[Stored data entries]
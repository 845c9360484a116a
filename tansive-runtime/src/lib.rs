//! Tangent-side session runtime: skill resolution, policy enforcement at every invocation,
//! JS transform sandboxing, runner dispatch, call-graph tracking, and audit wiring.
//!
//! This is the TG-side half of the session lifecycle; the CS-side half (create/update/finalize,
//! PKCE handoff, view adoption) lives in `tansive-session`.

mod js_transform;
mod session;
mod skillset_source;

pub use js_transform::{JsTransform, NodeJsTransform, JS_TRANSFORM_BUDGET_MS};
pub use session::{SessionRuntime, FINALIZATION_TIMEOUT, SHUTDOWN_GRACE};
pub use skillset_source::{CachedSkillsetSource, HttpSkillsetSource, SkillsetSource};
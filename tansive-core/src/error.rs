//! Error taxonomy for the Tansive control plane.
//!
//! One `thiserror`-derived sub-enum per concern, folded into a master `CoreError` via `#[from]`.
//! Each crate downstream of `tansive-core` adds
//! its own sub-enum (e.g. `tansive-catalog::CatalogStoreError`) and converts into these shared
//! variants at its boundary; the HTTP layer (`tansive-server`/`tansive-tangent`) is the single
//! place that maps any of this tree onto the wire-level error code taxonomy.

use thiserror::Error;

/// Policy engine errors.
#[derive(Debug, Clone, Error, PartialEq, Eq)]
pub enum PolicyError {
    #[error("action '{action}' on '{resource}' was denied by policy")]
    Denied { action: String, resource: String },
}

/// Token minting/validation errors.
#[derive(Debug, Clone, Error, PartialEq, Eq)]
pub enum TokenError {
    #[error("no active signing key is available")]
    NoActiveKey,

    #[error("signing key '{kid}' not found")]
    UnknownKey { kid: String },

    #[error("token signature is invalid")]
    InvalidSignature,

    #[error("token is malformed: {reason}")]
    Malformed { reason: String },

    #[error("token has expired")]
    Expired,

    #[error("token is not yet valid")]
    NotYetValid,

    #[error("reserved claim(s) cannot be overridden by caller: {claims:?}")]
    ReservedClaimOverride { claims: Vec<String> },

    #[error("signing key store failed: {reason}")]
    StoreFailure { reason: String },
}

/// Catalog / repository errors.
#[derive(Debug, Clone, Error, PartialEq, Eq)]
pub enum CatalogError {
    #[error("{entity} '{id}' not found")]
    NotFound { entity: String, id: String },

    #[error("{entity} '{name}' already exists")]
    AlreadyExists { entity: String, name: String },

    #[error("invalid name '{name}': {reason}")]
    InvalidName { name: String, reason: String },

    #[error("catalog object with hash '{hash}' still referenced by {refs} directory entries")]
    StillReferenced { hash: String, refs: usize },

    #[error("session '{id}' is already finalized")]
    SessionAlreadyFinalized { id: String },
}

/// Catalog-server-side session lifecycle and view-adoption errors.
#[derive(Debug, Clone, Error, PartialEq, Eq)]
pub enum SessionError {
    #[error("auth code not found or already redeemed")]
    InvalidAuthCode,

    #[error("auth code has expired")]
    AuthCodeExpired,

    #[error("auth code verifier does not match the registered challenge")]
    AuthCodeVerifierMismatch,

    #[error("view '{label}' not found on catalog '{catalog}'")]
    ViewNotFound { catalog: String, label: String },

    #[error("adopting view '{label}' was denied by policy")]
    AdoptionDenied { label: String },
}

/// Tangent-side session runtime errors.
#[derive(Debug, Clone, Error, PartialEq, Eq)]
pub enum RuntimeError {
    #[error("invocation id '{id}' is unknown")]
    InvalidInvocationId { id: String },

    #[error("skillset '{path}' not found")]
    SkillsetNotFound { path: String },

    #[error("skill '{name}' not found in skillset '{skillset}'")]
    SkillNotFound { name: String, skillset: String },

    #[error("blocked by policy: {reason}")]
    BlockedByPolicy { reason: String },

    #[error("javascript transform timed out after {budget_ms}ms")]
    JsRuntimeTimeout { budget_ms: u64 },

    #[error("javascript transform failed: {reason}")]
    JsExecutionError { reason: String },

    #[error("input failed schema validation: {reason}")]
    ValidationError { reason: String },

    #[error("unknown runner id '{runner_id}'")]
    InvalidRunner { runner_id: String },

    #[error("loop detected: tool '{tool}' already present in call ancestry")]
    LoopDetected { tool: String },

    #[error("call depth limit of {limit} exceeded")]
    DepthExceeded { limit: usize },

    #[error("runner failed: {summary}")]
    RunnerError { summary: String },

    #[error("request to catalog server failed with status {status}: {message}")]
    UpstreamError { status: u16, message: String },
}

/// Cryptographic primitive errors (AEAD, key derivation).
#[derive(Debug, Clone, Error, PartialEq, Eq)]
pub enum CryptoError {
    #[error("plaintext must not be empty")]
    EmptyPlaintext,

    #[error("ciphertext blob is malformed: {reason}")]
    MalformedBlob { reason: String },

    #[error("unsupported blob version byte {version}")]
    UnsupportedVersion { version: u8 },

    #[error("decryption failed (tamper detected or wrong password)")]
    DecryptionFailed,

    #[error("key derivation failed: {reason}")]
    KeyDerivationFailed { reason: String },
}

/// Hash-chained audit log errors.
#[derive(Debug, Clone, Error, PartialEq, Eq)]
pub enum HashlogError {
    #[error("invalid private key length: expected {expected}, got {got}")]
    InvalidPrivateKeyLength { expected: usize, got: usize },

    #[error("writer is closed")]
    WriterClosed,

    #[error("chain broken at line {line}: {reason}")]
    ChainBroken { line: usize, reason: String },

    #[error("signature invalid at line {line}")]
    SignatureInvalid { line: usize },

    #[error("malformed entry at line {line}: {reason}")]
    MalformedEntry { line: usize, reason: String },

    #[error("io error: {0}")]
    Io(String),
}

/// Master error type composing every sub-taxonomy.
#[derive(Debug, Clone, Error)]
pub enum CoreError {
    #[error("policy error: {0}")]
    Policy(#[from] PolicyError),

    #[error("token error: {0}")]
    Token(#[from] TokenError),

    #[error("catalog error: {0}")]
    Catalog(#[from] CatalogError),

    #[error("session error: {0}")]
    Session(#[from] SessionError),

    #[error("runtime error: {0}")]
    Runtime(#[from] RuntimeError),

    #[error("crypto error: {0}")]
    Crypto(#[from] CryptoError),

    #[error("hashlog error: {0}")]
    Hashlog(#[from] HashlogError),
}

/// Result alias for core operations.
pub type CoreResult<T> = Result<T, CoreError>;
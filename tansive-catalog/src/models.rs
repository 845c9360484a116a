//! Row types for the catalog/session repository contract.

use serde::{Deserialize, Serialize};
use tansive_core::{CatalogId, ProjectId, SessionId, TangentId, TenantId, Timestamp, VariantId, ViewId};
use tansive_policy::ViewDef;
use uuid::Uuid;

/// Identifier for a schema directory (one of a variant's two: resources or skillsets).
pub type DirectoryId = Uuid;

#[derive(Debug, Clone, PartialEq, Eq, Serialize, Deserialize)]
pub struct Tenant {
    pub id: TenantId,
    pub name: String,
}

#[derive(Debug, Clone, PartialEq, Eq, Serialize, Deserialize)]
pub struct Project {
    pub id: ProjectId,
    pub tenant_id: TenantId,
    pub name: String,
}

#[derive(Debug, Clone, PartialEq, Serialize, Deserialize)]
pub struct Catalog {
    pub id: CatalogId,
    pub tenant_id: TenantId,
    pub project_id: ProjectId,
    pub name: String,
    pub description: String,
    pub info: serde_json::Value,
}

#[derive(Debug, Clone, PartialEq, Serialize, Deserialize)]
pub struct Variant {
    pub id: VariantId,
    pub catalog_id: CatalogId,
    pub name: String,
    pub resource_directory_id: DirectoryId,
    pub skillset_directory_id: DirectoryId,
}

#[derive(Debug, Clone, PartialEq, Eq, Serialize, Deserialize)]
pub struct Namespace {
    pub variant_id: VariantId,
    pub name: String,
    pub description: String,
}

/// Implicit default namespace name, re-exported for convenience.
pub use tansive_core::scope::ROOT_NAMESPACE;

#[derive(Debug, Clone, Copy, PartialEq, Eq, Serialize, Deserialize)]
#[serde(rename_all = "snake_case")]
pub enum ObjectKind {
    Resource,
    Skillset,
}

/// A content-addressed reference stored in a schema directory at a given path.
#[derive(Debug, Clone, PartialEq, Serialize, Deserialize)]
pub struct ObjectRef {
    pub hash: String,
    pub content_type: ObjectKind,
    pub references: Option<Vec<String>>,
    pub metadata: serde_json::Value,
    pub updated_at: Timestamp,
}

/// An immutable catalog object, keyed by `(tenant, hash_id)` where `hash_id` is the first 16 hex
/// characters of `hash`.
#[derive(Debug, Clone, PartialEq, Serialize, Deserialize)]
pub struct CatalogObject {
    pub hash_id: String,
    pub hash: String,
    pub object_type: ObjectKind,
    pub version: i32,
    pub tenant_id: TenantId,
    pub compressed_payload: Vec<u8>,
}

impl CatalogObject {
    /// Derive the `hash_id` (first 16 hex chars) for a full hash string.
    pub fn hash_id_for(hash: &str) -> String {
        hash.chars().take(16).collect()
    }
}

#[derive(Debug, Clone, PartialEq, Serialize, Deserialize)]
pub struct View {
    pub id: ViewId,
    pub catalog_id: CatalogId,
    pub label: String,
    pub def: ViewDef,
}

#[derive(Debug, Clone, Copy, PartialEq, Eq, Serialize, Deserialize)]
#[serde(rename_all = "snake_case")]
pub enum SessionStatusSummary {
    Running,
    Completed,
    Failed,
}

#[derive(Debug, Clone, PartialEq, Serialize, Deserialize)]
pub struct Session {
    pub id: SessionId,
    pub tenant_id: TenantId,
    pub catalog_id: CatalogId,
    pub variant_id: Option<VariantId>,
    pub skillset_path: String,
    pub skill_name: String,
    pub view_id: ViewId,
    pub tangent_id: Option<TangentId>,
    pub user_id: String,
    pub status_summary: SessionStatusSummary,
    pub status: serde_json::Value,
    pub info: serde_json::Value,
    pub started_at: Timestamp,
    pub ended_at: Option<Timestamp>,
    pub expires_at: Timestamp,
}

#[derive(Debug, Clone, PartialEq, Serialize, Deserialize)]
pub struct Tangent {
    pub id: TangentId,
    pub tenant_id: TenantId,
    pub public_key_access: [u8; 32],
    pub public_key_log_signing: [u8; 32],
    pub url: String,
    pub capabilities: Vec<String>,
    pub created_by: String,
    pub onboarding_key: String,
}

/// Re-exported so callers of this crate's `SigningKeyStore` impl don't need a direct dependency
/// on `tansive-tokens` just for this type.
pub use tansive_tokens::SigningKeyRecord;
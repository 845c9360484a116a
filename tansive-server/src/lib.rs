//! Catalog Server HTTP surface: auth/view-adoption, catalog/variant/namespace/view CRUD,
//! resource/skillset object storage, tangent onboarding, and session lifecycle.

pub mod auth;
pub mod config;
pub mod error;
pub mod macros;
pub mod routes;
pub mod state;
pub mod tangent_auth;
pub mod telemetry;

pub use error::{ApiError, ApiResult, ErrorCode};
pub use routes::build_router;
pub use state::AppState;
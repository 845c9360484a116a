//! Tangent HTTP surface: session bootstrap and the MCP tool-bridge endpoint.
//!
//! `POST /session/start` turns a redeemed PKCE code into a running `SessionRuntime` before
//! `/session/mcp` has anything to dispatch to. It plays the same role here that
//! `tansive_session::redeem_handoff` plays on the Catalog Server side of the same handoff.

use std::sync::Arc;

use axum::extract::State;
use axum::Json;
use rand::RngCore;
use serde::{Deserialize, Serialize};
use serde_json::{json, Value};
use sha2::{Digest, Sha256};
use tansive_catalog::SessionStatusSummary;
use tansive_eventbus::EventBus;
use tansive_hashlog::HashlogWriter;
use tansive_runtime::{HttpSkillsetSource, NodeJsTransform, SessionRuntime};
use uuid::Uuid;

use crate::client::CatalogServerClient;
use crate::error::{TangentError, TangentResult};
use crate::sessions::{SessionRegistry, TangentSession};
use crate::state::TangentState;

#[derive(Deserialize)]
pub struct StartSessionRequest {
    pub auth_code: String,
    pub code_verifier: String,
    #[serde(default)]
    pub session_variables: Value,
}

#[derive(Serialize)]
pub struct StartSessionResponse {
    pub session_id: Uuid,
    /// `tn_<random>` bearer the client presents on subsequent `/session/mcp` calls.
    pub bearer: String,
}

/// `POST /session/start` — redeem the PKCE auth code, fetch the adopted view, and stand up the
/// session's runtime.
pub async fn start(State(state): State<TangentState>, Json(req): Json<StartSessionRequest>) -> TangentResult<Json<StartSessionResponse>> {
    let redeemed = state.cs_client.exchange(&req.auth_code, &req.code_verifier).await?;
    let view = state.cs_client.fetch_view(&redeemed.token).await?;

    let mut random = [0u8; 32];
    rand::thread_rng().fill_bytes(&mut random);
    let bearer = format!("tn_{}", hex::encode(random));
    let mcp_key = mcp_key_from_bearer(&bearer)?;

    let mut signing_key = [0u8; 32];
    rand::thread_rng().fill_bytes(&mut signing_key);
    let log_path = std::env::temp_dir().join(format!("tansive-session-{}.jsonl", redeemed.session_id));
    let audit = Arc::new(
        HashlogWriter::create(log_path, &signing_key, 1)
            .map_err(|e| TangentError::new(crate::error::ErrorCode::InternalError, e.to_string()))?,
    );

    let skillsets = HttpSkillsetSource::new(
        reqwest::Client::new(),
        state.config.catalog_server_url.clone(),
        redeemed.token.clone(),
        view.scope.catalog_name.clone(),
        view.scope.variant_name.clone().unwrap_or_default(),
    );
    let socket_endpoint = format!("unix://{}", state.config.socket_path.display());
    let session_variables = req.session_variables.clone();

    let runtime = SessionRuntime::new(
        redeemed.session_id,
        redeemed.skillset_path,
        view,
        socket_endpoint,
        "session".to_string(),
        req.session_variables,
        state.config.max_call_depth,
        Arc::new(EventBus::new()),
        audit,
        skillsets,
        tansive_runners::RunnerRegistry::default(),
        Arc::new(NodeJsTransform::new()),
    );

    let session_id = redeemed.session_id;
    state.sessions.register(TangentSession { session_id, mcp_key, runtime });

    // The session's root call: the skill named at `POST /sessions` creation time, run to
    // completion in the background. Sub-tool calls it makes arrive over the local socket;
    // interactive callers reach it through `/session/mcp` while it runs. Finalization and the
    // execution-state report happen once it returns, .6's per-session model.
    let sessions = state.sessions.clone();
    let cs_client = state.cs_client.clone();
    let skill_name = redeemed.skill_name;
    tokio::spawn(async move {
        let Some(session) = sessions.get_by_session_id(session_id) else { return };
        let outcome = session.runtime.run(None, &skill_name, session_variables).await;
        if let Err(err) = &outcome {
            tracing::warn!(%session_id, %err, "session root invocation failed");
        }
        finalize_and_report(&sessions, &cs_client, session_id).await;
    });

    Ok(Json(StartSessionResponse { session_id, bearer }))
}

/// Shared by the background root-call completion path and the explicit `/session/end` endpoint;
/// idempotent because `HashlogWriter::close` is and `SessionRegistry::remove` only fires once.
async fn finalize_and_report(sessions: &SessionRegistry, cs_client: &CatalogServerClient, session_id: Uuid) {
    let Some(session) = sessions.remove(session_id) else { return };
    match session.runtime.finalize() {
        Ok((audit_log, verification_key)) => {
            let status = json!({"auditLog": audit_log, "verificationKey": hex::encode(verification_key)});
            if let Err(err) = cs_client.report_execution_state(session_id, SessionStatusSummary::Completed, &status).await {
                tracing::warn!(%session_id, %err, "failed to report execution-state to catalog server");
            }
        }
        Err(err) => {
            tracing::error!(%session_id, %err, "session finalization failed; reporting empty audit log");
            let status = json!({"error": err.to_string()});
            if let Err(report_err) = cs_client.report_execution_state(session_id, SessionStatusSummary::Failed, &status).await {
                tracing::warn!(%session_id, %report_err, "failed to report execution-state to catalog server");
            }
        }
    }
}

/// JSON-RPC 2.0 envelope the MCP bridge speaks. The method name is the skill name; params
/// become `inputArgs`.
#[derive(Deserialize)]
pub struct McpRequest {
    pub id: Value,
    pub method: String,
    #[serde(default)]
    pub params: Value,
}

#[derive(Serialize)]
pub struct McpResponse {
    pub jsonrpc: &'static str,
    pub id: Value,
    #[serde(skip_serializing_if = "Option::is_none")]
    pub result: Option<Value>,
    #[serde(skip_serializing_if = "Option::is_none")]
    pub error: Option<McpError>,
}

#[derive(Serialize)]
pub struct McpError {
    pub code: i32,
    pub message: String,
}

fn mcp_key_from_bearer(bearer: &str) -> TangentResult<String> {
    let random_hex = bearer.strip_prefix("tn_").ok_or_else(|| TangentError::unauthorized("bearer must use the tn_ scheme"))?;
    Ok(hex::encode(Sha256::digest(random_hex.as_bytes())))
}

/// `POST /session/mcp` — Authorization: `Bearer tn_<random>`. The SHA-256 digest of the random
/// half is the session's lookup key.
pub async fn mcp(
    State(state): State<TangentState>,
    headers: axum::http::HeaderMap,
    Json(req): Json<McpRequest>,
) -> TangentResult<Json<McpResponse>> {
    let auth = headers
        .get(axum::http::header::AUTHORIZATION)
        .and_then(|h| h.to_str().ok())
        .ok_or_else(|| TangentError::unauthorized("missing Authorization header"))?;
    let bearer = auth.strip_prefix("Bearer ").ok_or_else(|| TangentError::unauthorized("Authorization header must use the Bearer scheme"))?;
    let mcp_key = mcp_key_from_bearer(bearer)?;

    let session = state.sessions.get_by_mcp_key(&mcp_key).ok_or_else(|| TangentError::not_found("no running session for this bearer"))?;

    match session.runtime.run(None, &req.method, req.params).await {
        Ok((invocation_id, outcome)) => Ok(Json(McpResponse {
            jsonrpc: "2.0",
            id: req.id,
            result: Some(json!({"invocationID": invocation_id, "output": outcome.output, "exitCode": outcome.exit_code})),
            error: None,
        })),
        Err(err) => Ok(Json(McpResponse {
            jsonrpc: "2.0",
            id: req.id,
            result: None,
            error: Some(McpError { code: -32000, message: err.to_string() }),
        })),
    }
}

#[derive(Serialize)]
pub struct EndSessionResponse {
    pub session_id: Uuid,
}

/// `POST /session/end` — finalize a session: flush/close the audit log, report terminal status
/// to CS, and forget the session locally regardless of whether the report succeeded.
pub async fn end(
    State(state): State<TangentState>,
    headers: axum::http::HeaderMap,
) -> TangentResult<Json<EndSessionResponse>> {
    let auth = headers
        .get(axum::http::header::AUTHORIZATION)
        .and_then(|h| h.to_str().ok())
        .ok_or_else(|| TangentError::unauthorized("missing Authorization header"))?;
    let bearer = auth.strip_prefix("Bearer ").ok_or_else(|| TangentError::unauthorized("Authorization header must use the Bearer scheme"))?;
    let mcp_key = mcp_key_from_bearer(bearer)?;

    let session_id = state.sessions.get_by_mcp_key(&mcp_key).ok_or_else(|| TangentError::not_found("no running session for this bearer"))?.session_id;
    let session = state.sessions.remove(session_id).ok_or_else(|| TangentError::not_found("session already finalized"))?;

    match session.runtime.finalize() {
        Ok((audit_log, verification_key)) => {
            let status = json!({
                "auditLog": audit_log,
                "verificationKey": hex::encode(verification_key),
            });
            if let Err(err) = state.cs_client.report_execution_state(session_id, SessionStatusSummary::Completed, &status).await {
                tracing::warn!(%session_id, %err, "failed to report execution-state to catalog server");
            }
        }
        Err(err) => {
            tracing::error!(%session_id, %err, "session finalization failed; reporting empty audit log");
            let status = json!({"error": err.to_string()});
            if let Err(report_err) = state.cs_client.report_execution_state(session_id, SessionStatusSummary::Failed, &status).await {
                tracing::warn!(%session_id, %report_err, "failed to report execution-state to catalog server");
            }
        }
    }

    Ok(Json(EndSessionResponse { session_id }))
}

/// Assemble the tangent's HTTP router.
pub fn build_router(state: TangentState) -> axum::Router {
    use axum::routing::post;
    axum::Router::new()
        .route("/session/start", post(start))
        .route("/session/mcp", post(mcp))
        .route("/session/end", post(end))
        .with_state(state)
}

◆ What you will do
Write out the records above exactly, from the opening line to the line with "This is the", including both, with nothing added.

◆ Written solution
repository 845c9360484a116a
filename tansive-runtime/src/lib.rs
//! Tangent-side session runtime: skill resolution, policy enforcement at every invocation,
//! JS transform sandboxing, runner dispatch, call-graph tracking, and audit wiring.
//!
//! This is the TG-side half of the session lifecycle; the CS-side half (create/update/finalize,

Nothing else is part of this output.